Energy remains an issue in this year’s presidential campaign. Whether it’s President Trump’s efforts to reopen drilling on some national lands or Joe Biden’s one-time pledge to ban fracking.

Axios.com’s Amy Harder reported Thursday the natural gas issue is one that is plaguing Biden.

Joe Biden has the most aggressive climate-change plan in presidential election history, but he continues to evade the dicey topic of natural gas.

Why it matters: Natural gas, mostly derived from the controversial extraction process called fracking, is filling an increasingly large role in America’s energy system. It’s cleaner than oil and coal but is still a fossil fuel with heat-trapping emissions.

Driving the news: This week in Pennsylvania, a battleground state with a big natural gas industry, Biden repeatedly said he is not going to ban fracking “no matter how many times Donald Trump lies about me.”

  • Biden has previously made comments that clearly indicate he wanted to ban fracking.

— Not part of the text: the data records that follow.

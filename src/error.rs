use thiserror::Error;

use crate::hot_store::HotStoreError;
use crate::sqlite_store::SqliteStoreError;

#[derive(Debug, Error)]
pub enum LedgerError {
    #[error("invalid argument: {0}")]
    InvalidArgument(String),
    #[error("hot store error: {0}")]
    HotStore(#[from] HotStoreError),
    #[error("durable store error: {0}")]
    Durable(#[from] SqliteStoreError),
    #[error("no current pricing for model {model} (provider {provider})")]
    PricingNotFound { model: String, provider: String },
}

pub type Result<T> = std::result::Result<T, LedgerError>;
use std::path::PathBuf;
use std::time::Duration;

/// Process configuration resolved from the environment. Every knob has a
/// documented default; empty values are treated as unset.
#[derive(Clone, Debug)]
pub struct LedgerConfig {
    /// `GRANARY_REDIS_ADDR` (default `127.0.0.1:6379`), combined with the
    /// optional `GRANARY_REDIS_PASSWORD` into a redis URL.
    pub redis_url: String,
    /// `GRANARY_REDIS_POOL_SIZE` (default 100).
    pub redis_pool_size: usize,
    /// `GRANARY_DB_PATH` (default `granary.db`).
    pub database_path: PathBuf,
    /// `GRANARY_LOG_LEVEL` (default `info`).
    pub log_level: String,
    /// `GRANARY_ENV` (default `development`).
    pub environment: String,
    /// `GRANARY_SYNC_INTERVAL_SECS` (default 300).
    pub sync_interval: Duration,
}

impl Default for LedgerConfig {
    fn default() -> Self {
        Self {
            redis_url: compose_redis_url("127.0.0.1:6379", None),
            redis_pool_size: 100,
            database_path: PathBuf::from("granary.db"),
            log_level: "info".to_string(),
            environment: "development".to_string(),
            sync_interval: Duration::from_secs(300),
        }
    }
}

impl LedgerConfig {
    pub fn from_env() -> Self {
        let defaults = Self::default();
        let addr =
            env_nonempty("GRANARY_REDIS_ADDR").unwrap_or_else(|| "127.0.0.1:6379".to_string());
        let password = env_nonempty("GRANARY_REDIS_PASSWORD");

        Self {
            redis_url: compose_redis_url(&addr, password.as_deref()),
            redis_pool_size: env_nonempty("GRANARY_REDIS_POOL_SIZE")
                .and_then(|raw| raw.parse::<usize>().ok())
                .filter(|size| *size > 0)
                .unwrap_or(defaults.redis_pool_size),
            database_path: env_nonempty("GRANARY_DB_PATH")
                .map(PathBuf::from)
                .unwrap_or(defaults.database_path),
            log_level: env_nonempty("GRANARY_LOG_LEVEL").unwrap_or(defaults.log_level),
            environment: env_nonempty("GRANARY_ENV").unwrap_or(defaults.environment),
            sync_interval: env_nonempty("GRANARY_SYNC_INTERVAL_SECS")
                .and_then(|raw| raw.parse::<u64>().ok())
                .map(Duration::from_secs)
                .unwrap_or(defaults.sync_interval),
        }
    }
}

/// Builds a redis URL from a bare `host:port` address or passes a full URL
/// through, injecting the password as URL userinfo when present.
pub fn compose_redis_url(addr: &str, password: Option<&str>) -> String {
    let stripped = addr
        .strip_prefix("redis://")
        .or_else(|| addr.strip_prefix("rediss://"));
    let (scheme, host) = match stripped {
        Some(rest) if addr.starts_with("rediss://") => ("rediss", rest),
        Some(rest) => ("redis", rest),
        None => ("redis", addr),
    };
    match password {
        Some(password) if !host.contains('@') => format!("{scheme}://:{password}@{host}"),
        _ => format!("{scheme}://{host}"),
    }
}

fn env_nonempty(key: &str) -> Option<String> {
    std::env::var(key)
        .ok()
        .filter(|value| !value.trim().is_empty())
}
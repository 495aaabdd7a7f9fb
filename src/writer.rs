use std::sync::Arc;
use std::time::Duration;

use tokio::sync::mpsc;
use tokio::task::JoinHandle;

use crate::sqlite_store::SqliteStore;
use crate::types::{FinalizationRequest, ReservationRequest};

/// Queue depth. Sized for burst traffic; overflow is dropped, not blocked
/// on, so kill-switch latency stays bounded and the syncer repairs drift.
pub const DEFAULT_QUEUE_DEPTH: usize = 10_000;
pub const DEFAULT_WORKERS: usize = 10;

const MAX_ATTEMPTS: u32 = 5;
const BASE_BACKOFF: Duration = Duration::from_millis(100);

/// A durable write taken off the hot path.
#[derive(Clone, Debug)]
pub enum WriteOp {
    Preflight {
        request: ReservationRequest,
        now_ms: i64,
    },
    Finalization {
        request: FinalizationRequest,
        consumed_grains: i64,
        /// Minted once at enqueue time so worker retries stay idempotent.
        transaction_id: String,
        now_ms: i64,
    },
}

impl WriteOp {
    fn kind(&self) -> &'static str {
        match self {
            WriteOp::Preflight { .. } => "preflight",
            WriteOp::Finalization { .. } => "finalization",
        }
    }
}

/// Bounded queue feeding a fixed worker pool. Dropping the sender closes
/// the queue; `close` then waits for the workers to drain what is left.
pub struct WritePipeline {
    tx: mpsc::Sender<WriteOp>,
    workers: Vec<JoinHandle<()>>,
}

impl WritePipeline {
    pub fn start(store: SqliteStore, queue_depth: usize, worker_count: usize) -> Self {
        let (tx, rx) = mpsc::channel(queue_depth.max(1));
        let rx = Arc::new(tokio::sync::Mutex::new(rx));

        let workers = (0..worker_count.max(1))
            .map(|worker_id| {
                let store = store.clone();
                let rx = rx.clone();
                tokio::spawn(async move {
                    tracing::debug!(worker_id, "write worker started");
                    loop {
                        let op = {
                            let mut guard = rx.lock().await;
                            guard.recv().await
                        };
                        let Some(op) = op else {
                            break;
                        };
                        apply_with_retries(&store, op, worker_id).await;
                    }
                    tracing::debug!(worker_id, "write worker stopped");
                })
            })
            .collect();

        Self { tx, workers }
    }

    /// Never blocks the caller. A full queue drops the op with a warning;
    /// eventual consistency is restored by the sync service.
    pub fn enqueue(&self, op: WriteOp) {
        let kind = op.kind();
        match self.tx.try_send(op) {
            Ok(()) => {}
            Err(mpsc::error::TrySendError::Full(_)) => {
                tracing::warn!(kind, "write queue full, dropping durable write");
            }
            Err(mpsc::error::TrySendError::Closed(_)) => {
                tracing::warn!(kind, "write queue closed, dropping durable write");
            }
        }
    }

    /// Closes the queue and waits for the workers to drain it.
    pub async fn close(self) {
        drop(self.tx);
        for worker in self.workers {
            let _ = worker.await;
        }
    }
}

async fn apply_with_retries(store: &SqliteStore, op: WriteOp, worker_id: usize) {
    let mut backoff = BASE_BACKOFF;
    for attempt in 1..=MAX_ATTEMPTS {
        match apply(store, &op).await {
            Ok(()) => return,
            Err(err) if attempt < MAX_ATTEMPTS => {
                tracing::warn!(
                    worker_id,
                    attempt,
                    kind = op.kind(),
                    error = %err,
                    "durable write failed, retrying"
                );
                tokio::time::sleep(backoff).await;
                backoff *= 2;
            }
            Err(err) => {
                tracing::error!(
                    worker_id,
                    kind = op.kind(),
                    error = %err,
                    "durable write failed after all retries"
                );
            }
        }
    }
}

async fn apply(store: &SqliteStore, op: &WriteOp) -> Result<(), crate::sqlite_store::SqliteStoreError> {
    match op {
        WriteOp::Preflight { request, now_ms } => {
            store
                .insert_preflight(
                    &request.request_id,
                    &request.customer_id,
                    &request.tenant_id,
                    request.model.as_deref(),
                    request.provider.as_deref(),
                    request.estimated_grains,
                    request.reserved_grains,
                    *now_ms,
                )
                .await
        }
        WriteOp::Finalization {
            request,
            consumed_grains,
            transaction_id,
            now_ms,
        } => {
            store
                .apply_finalization(
                    &request.request_id,
                    &request.customer_id,
                    transaction_id,
                    request.status,
                    request.actual_cost_grains,
                    *consumed_grains,
                    request.prompt_tokens,
                    request.completion_tokens,
                    &request.model,
                    request.kill_reason.as_deref(),
                    *now_ms,
                )
                .await
        }
    }
}

#[cfg(test)]
mod tests {
    use super::*;
    use crate::types::{BufferStrategy, CustomerRecord, RequestStatus};

    fn customer(customer_id: &str, balance: i64) -> CustomerRecord {
        CustomerRecord {
            customer_id: customer_id.to_string(),
            tenant_id: "tenant-1".to_string(),
            balance_grains: balance,
            lifetime_spent_grains: 0,
            buffer_strategy: BufferStrategy::Conservative,
            created_at_ms: 1_000,
            updated_at_ms: 1_000,
        }
    }

    #[tokio::test]
    async fn pipeline_drains_queued_ops_on_close() {
        let dir = tempfile::tempdir().expect("tempdir");
        let store = SqliteStore::new(dir.path().join("granary.sqlite"));
        store.init().await.expect("init");
        store
            .insert_customer(customer("cus_1", 100_000))
            .await
            .expect("customer");

        // One worker so the preflight lands before the finalization.
        let pipeline = WritePipeline::start(store.clone(), 16, 1);
        pipeline.enqueue(WriteOp::Preflight {
            request: ReservationRequest {
                customer_id: "cus_1".to_string(),
                request_id: "req_1".to_string(),
                reserved_grains: 60_000,
                estimated_grains: 50_000,
                tenant_id: "tenant-1".to_string(),
                ..Default::default()
            },
            now_ms: 2_000,
        });
        pipeline.enqueue(WriteOp::Finalization {
            request: FinalizationRequest {
                customer_id: "cus_1".to_string(),
                request_id: "req_1".to_string(),
                status: RequestStatus::Completed,
                actual_cost_grains: 55_000,
                prompt_tokens: 1_200,
                completion_tokens: 3_400,
                model: "helix-1".to_string(),
                kill_reason: None,
            },
            consumed_grains: 60_000,
            transaction_id: "tx_1".to_string(),
            now_ms: 3_000,
        });
        pipeline.close().await;

        let row = store.request("req_1").await.expect("request").expect("row");
        assert_eq!(row.status, RequestStatus::Completed);
        assert_eq!(
            store.customer_balance("cus_1").await.expect("balance"),
            45_000
        );
    }

    #[tokio::test]
    async fn overflow_drops_instead_of_blocking() {
        let dir = tempfile::tempdir().expect("tempdir");
        let store = SqliteStore::new(dir.path().join("granary.sqlite"));
        store.init().await.expect("init");

        // Queue depth 1 and zero consumers started yet: floods must return
        // immediately even though most writes are discarded.
        let pipeline = WritePipeline::start(store.clone(), 1, 1);
        for i in 0..64 {
            pipeline.enqueue(WriteOp::Preflight {
                request: ReservationRequest {
                    customer_id: "cus_1".to_string(),
                    request_id: format!("req_{i}"),
                    reserved_grains: 1,
                    estimated_grains: 1,
                    tenant_id: "tenant-1".to_string(),
                    ..Default::default()
                },
                now_ms: 0,
            });
        }
        pipeline.close().await;
    }
}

But he made them last year during the primary season and his campaign quickly walked them back.

The intrigue: The Biden campaign has largely focused on supporting renewables instead of penalizing fossil fuels, a subtle but essential distinction likely made to not alienate voters in natural-gas heavy swing states including Pennsylvania and Ohio.

  • That positioning persists despite increased pressure from youth activist groups, chiefly the Sunrise Movement, to target oil, natural gas and coal more directly.
  • “I thought they could have gone further on fossil fuels,” said Varshini Prakash, co-founder of the Sunrise Movement and a participant on a task force that gave recommendations to the campaign. “It’s something I pushed for, but ultimately that didn’t happen.”
  • Prakash said she couldn’t remember what reason the campaign gave for that position. “I think they’re making a political calculus.”
  • Since the general election kicked off, Biden doesn’t talk much about how he would limit oil and natural gas. “Every time you talk about it, you piss someone off,” said one person close to the campaign who spoke candidly only on the condition of anonymity.

Where it stands: The former VP pledged to ban new leasing of oil and gas on federal lands, for which the impact is more symbolic than substantive. Most production is on private or state lands.

  • Biden’s climate plan also calls for a zero-carbon electricity system in the next 15 years and the entire economy by 2050.
  • Such goals are in line with what scientists say is needed to adequately address climate change on a global level. But they’re herculean tasks because the American economy, like the world, is heavily dependent on oil, natural gas and coal.
  • Natural gas is powering almost 50% of the U.S. electricity system as of late July, up almost 10% from last year. It was less than a quarter a decade ago.

Flashback: Democrats used to widely consider natural gas environmentally friendly energy.

  • It burns 50% fewer C02 emissions than coal and has very little particulate pollution compared to oil and coal.
  • But over the last several years, scientists and environmentalists have raised concerns about methane, gas’s primary component, and potent greenhouse gas. Methane leaks when companies produce and transport the fuel.